Task statement: Sort through the entries below and pull out lines containing the word "cloned".

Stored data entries

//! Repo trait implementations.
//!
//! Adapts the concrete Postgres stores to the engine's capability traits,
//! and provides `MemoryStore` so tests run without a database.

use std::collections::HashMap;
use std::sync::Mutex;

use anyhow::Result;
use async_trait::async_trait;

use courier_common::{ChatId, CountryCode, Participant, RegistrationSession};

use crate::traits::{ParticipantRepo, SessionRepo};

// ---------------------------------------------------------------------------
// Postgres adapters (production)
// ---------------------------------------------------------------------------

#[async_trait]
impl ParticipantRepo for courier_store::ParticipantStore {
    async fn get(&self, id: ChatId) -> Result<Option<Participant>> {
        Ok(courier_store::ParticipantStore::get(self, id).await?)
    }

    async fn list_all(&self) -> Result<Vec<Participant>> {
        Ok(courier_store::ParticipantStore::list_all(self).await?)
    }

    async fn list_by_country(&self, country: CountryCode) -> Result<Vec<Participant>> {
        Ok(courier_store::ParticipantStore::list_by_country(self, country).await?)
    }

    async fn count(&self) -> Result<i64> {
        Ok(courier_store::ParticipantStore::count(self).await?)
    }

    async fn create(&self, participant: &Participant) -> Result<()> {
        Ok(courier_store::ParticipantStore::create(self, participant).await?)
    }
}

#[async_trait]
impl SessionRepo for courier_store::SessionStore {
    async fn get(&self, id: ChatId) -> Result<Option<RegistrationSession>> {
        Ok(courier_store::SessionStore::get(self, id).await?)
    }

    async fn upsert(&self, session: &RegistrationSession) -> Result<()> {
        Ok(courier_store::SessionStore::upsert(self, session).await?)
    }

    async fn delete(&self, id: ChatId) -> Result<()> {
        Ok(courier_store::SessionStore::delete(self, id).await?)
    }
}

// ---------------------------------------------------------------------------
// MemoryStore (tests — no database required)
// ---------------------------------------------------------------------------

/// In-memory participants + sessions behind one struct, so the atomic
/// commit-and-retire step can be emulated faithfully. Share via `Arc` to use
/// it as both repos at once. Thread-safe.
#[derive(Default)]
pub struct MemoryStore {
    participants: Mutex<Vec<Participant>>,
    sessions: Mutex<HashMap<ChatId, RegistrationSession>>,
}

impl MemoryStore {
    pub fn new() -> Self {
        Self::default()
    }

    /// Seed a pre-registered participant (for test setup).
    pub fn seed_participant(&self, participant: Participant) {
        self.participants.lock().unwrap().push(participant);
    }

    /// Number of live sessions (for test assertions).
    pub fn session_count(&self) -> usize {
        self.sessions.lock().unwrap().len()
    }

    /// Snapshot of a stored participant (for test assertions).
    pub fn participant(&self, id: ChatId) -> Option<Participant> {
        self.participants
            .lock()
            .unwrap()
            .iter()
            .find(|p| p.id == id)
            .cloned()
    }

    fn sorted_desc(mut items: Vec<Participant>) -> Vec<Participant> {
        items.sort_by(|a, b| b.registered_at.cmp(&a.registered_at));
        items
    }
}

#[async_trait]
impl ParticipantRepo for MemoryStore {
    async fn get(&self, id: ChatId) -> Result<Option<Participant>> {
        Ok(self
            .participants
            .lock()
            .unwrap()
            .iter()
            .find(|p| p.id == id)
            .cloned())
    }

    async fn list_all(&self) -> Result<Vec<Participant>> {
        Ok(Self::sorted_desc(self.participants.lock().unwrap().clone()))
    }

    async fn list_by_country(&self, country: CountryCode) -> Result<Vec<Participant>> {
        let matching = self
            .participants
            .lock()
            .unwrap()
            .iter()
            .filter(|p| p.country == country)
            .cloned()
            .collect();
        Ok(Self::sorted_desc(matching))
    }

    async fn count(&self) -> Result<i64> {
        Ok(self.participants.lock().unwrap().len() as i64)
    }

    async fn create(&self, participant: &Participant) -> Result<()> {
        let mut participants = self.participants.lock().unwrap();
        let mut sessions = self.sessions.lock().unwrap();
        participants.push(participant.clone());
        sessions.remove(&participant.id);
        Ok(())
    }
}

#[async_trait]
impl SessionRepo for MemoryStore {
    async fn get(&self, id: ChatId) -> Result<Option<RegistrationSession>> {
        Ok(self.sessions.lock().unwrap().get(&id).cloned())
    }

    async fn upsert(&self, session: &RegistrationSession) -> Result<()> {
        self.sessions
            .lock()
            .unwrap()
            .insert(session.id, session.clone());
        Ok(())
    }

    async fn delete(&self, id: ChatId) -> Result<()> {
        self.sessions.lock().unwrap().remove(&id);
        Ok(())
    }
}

Exercise response:
            .cloned()
            .cloned())
            .cloned()
        Ok(self.sessions.lock().unwrap().get(&id).cloned())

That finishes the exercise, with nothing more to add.